*ACTIVITY*
Among the entries below, find the lines with the word "match" and return them.

○ ○ ○ ○ ○

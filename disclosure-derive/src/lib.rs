//! Derive macros for `disclosure`.
//!
//! This crate generates the traversal code behind `#[derive(MaskRecord)]`. It:
//! - reads `#[mask(...)]` container and field attributes
//! - emits a `MaskRecord` implementation that asks the masker, per field,
//!   whether the field's metric is masked for the row's datasource
//!
//! It does **not** decide what is masked or how. Those rules live in the main
//! `disclosure` crate and are applied at runtime.

// <https://doc.rust-lang.org/rustc/lints/listing/allowed-by-default.html>
#![warn(
    anonymous_parameters,
    bare_trait_objects,
    elided_lifetimes_in_paths,
    missing_copy_implementations,
    rust_2018_idioms,
    trivial_casts,
    trivial_numeric_casts,
    unreachable_pub,
    unsafe_code,
    unused_extern_crates,
    unused_import_braces
)]
// <https://rust-lang.github.io/rust-clippy/stable>
#![warn(
    clippy::all,
    clippy::cargo,
    clippy::dbg_macro,
    clippy::float_cmp_const,
    clippy::get_unwrap,
    clippy::mem_forget,
    clippy::nursery,
    clippy::pedantic,
    clippy::todo,
    clippy::unwrap_used,
    clippy::uninlined_format_args
)]
// Allow some clippy lints
#![allow(
    clippy::doc_markdown,
    clippy::module_name_repetitions,
    clippy::multiple_crate_versions,
    clippy::must_use_candidate,
    clippy::needless_pass_by_value,
    clippy::cargo_common_metadata,
    clippy::missing_errors_doc,
    clippy::missing_const_for_fn,
    clippy::redundant_pub_crate,
    clippy::option_if_let_else
)]
// Allow some lints while testing
#![cfg_attr(test, allow(clippy::unwrap_used))]

#[allow(unused_extern_crates)]
extern crate proc_macro;

use proc_macro2::TokenStream;
use proc_macro_crate::{crate_name, FoundCrate};
use quote::{format_ident, quote};
use syn::{parse_macro_input, spanned::Spanned, Data, DeriveInput, Result};

mod container;
mod derive_struct;
mod generics;
mod strategy;
use container::{parse_container_options, ContainerOptions};
use derive_struct::derive_struct;
use generics::add_estimator_param;

/// Derives `disclosure::MaskRecord` for structs.
///
/// The generated `mask_fields` masks a `#[mask]` field only when
/// `PrivacyMasker::should_mask(datasource, metric_name, stage)` holds, so the
/// same row type can be used for masked and unmasked tables.
///
/// # Container Attributes
///
/// - `#[mask(rename_all = "...")]` - Derive metric names from field names with a
///   case rule: `camelCase`, `PascalCase`, `snake_case`, `kebab-case`,
///   `SCREAMING_SNAKE_CASE`, `lowercase` or `UPPERCASE`.
///
/// # Field Attributes
///
/// - **No annotation**: The field passes through unchanged.
/// - `#[mask]`: The field is masked through `disclosure::Maskable` when its
///   metric is selected. The metric name is the field name (after `rename_all`).
/// - `#[mask(name = "...")]`: As `#[mask]`, with an explicit metric name.
///   Required on tuple struct fields.
///
/// The impl is generic over the masker's estimator type, bounded by
/// `FieldType: Maskable<Estimator>` for every masked field.
///
/// Enums and unions are rejected at compile time.
#[proc_macro_derive(MaskRecord, attributes(mask))]
pub fn derive_mask_record(input: proc_macro::TokenStream) -> proc_macro::TokenStream {
    let input = parse_macro_input!(input as DeriveInput);
    match expand(input) {
        Ok(tokens) => tokens.into(),
        Err(err) => err.into_compile_error().into(),
    }
}

/// Returns the token stream to reference the disclosure crate root.
///
/// Handles crate renaming (e.g., `masking = { package = "disclosure", ... }`)
/// and internal usage (when derive is used inside the disclosure crate itself).
fn crate_root() -> TokenStream {
    match crate_name("disclosure") {
        Ok(FoundCrate::Itself) => quote! { crate },
        Ok(FoundCrate::Name(name)) => {
            let ident = format_ident!("{}", name);
            quote! { ::#ident }
        }
        Err(_) => quote! { ::disclosure },
    }
}

fn expand(input: DeriveInput) -> Result<TokenStream> {
    let DeriveInput {
        ident,
        generics,
        data,
        attrs,
        ..
    } = input;

    let ContainerOptions { rename_all } = parse_container_options(&attrs)?;
    let crate_root = crate_root();

    let data = match data {
        Data::Struct(data) => data,
        Data::Enum(data) => {
            return Err(syn::Error::new(
                data.enum_token.span(),
                "`MaskRecord` can only be derived for structs",
            ));
        }
        Data::Union(data) => {
            return Err(syn::Error::new(
                data.union_token.span(),
                "`MaskRecord` cannot be derived for unions",
            ));
        }
    };

    let output = derive_struct(data, rename_all, &crate_root)?;

    let estimator = format_ident!("__DisclosureEstimator");
    let record_generics =
        add_estimator_param(generics.clone(), &estimator, &crate_root, &output.masked_types);
    let (impl_generics, _, where_clause) = record_generics.split_for_impl();
    let (_, ty_generics, _) = generics.split_for_impl();
    let body = &output.body;

    Ok(quote! {
        impl #impl_generics #crate_root::MaskRecord<#estimator> for #ident #ty_generics #where_clause {
            #[allow(unused_variables)]
            fn mask_fields(
                self,
                __disclosure_masker: &#crate_root::PrivacyMasker<#estimator>,
                __disclosure_datasource: ::core::option::Option<&#crate_root::DataSourceRef>,
                __disclosure_stage: #crate_root::MaskingStage,
            ) -> Self {
                #body
            }
        }
    })
}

○ ○ ○ ○ ○

*RESULT OF THIS EXERCISE*
    match expand(input) {
    match crate_name("disclosure") {
    let data = match data {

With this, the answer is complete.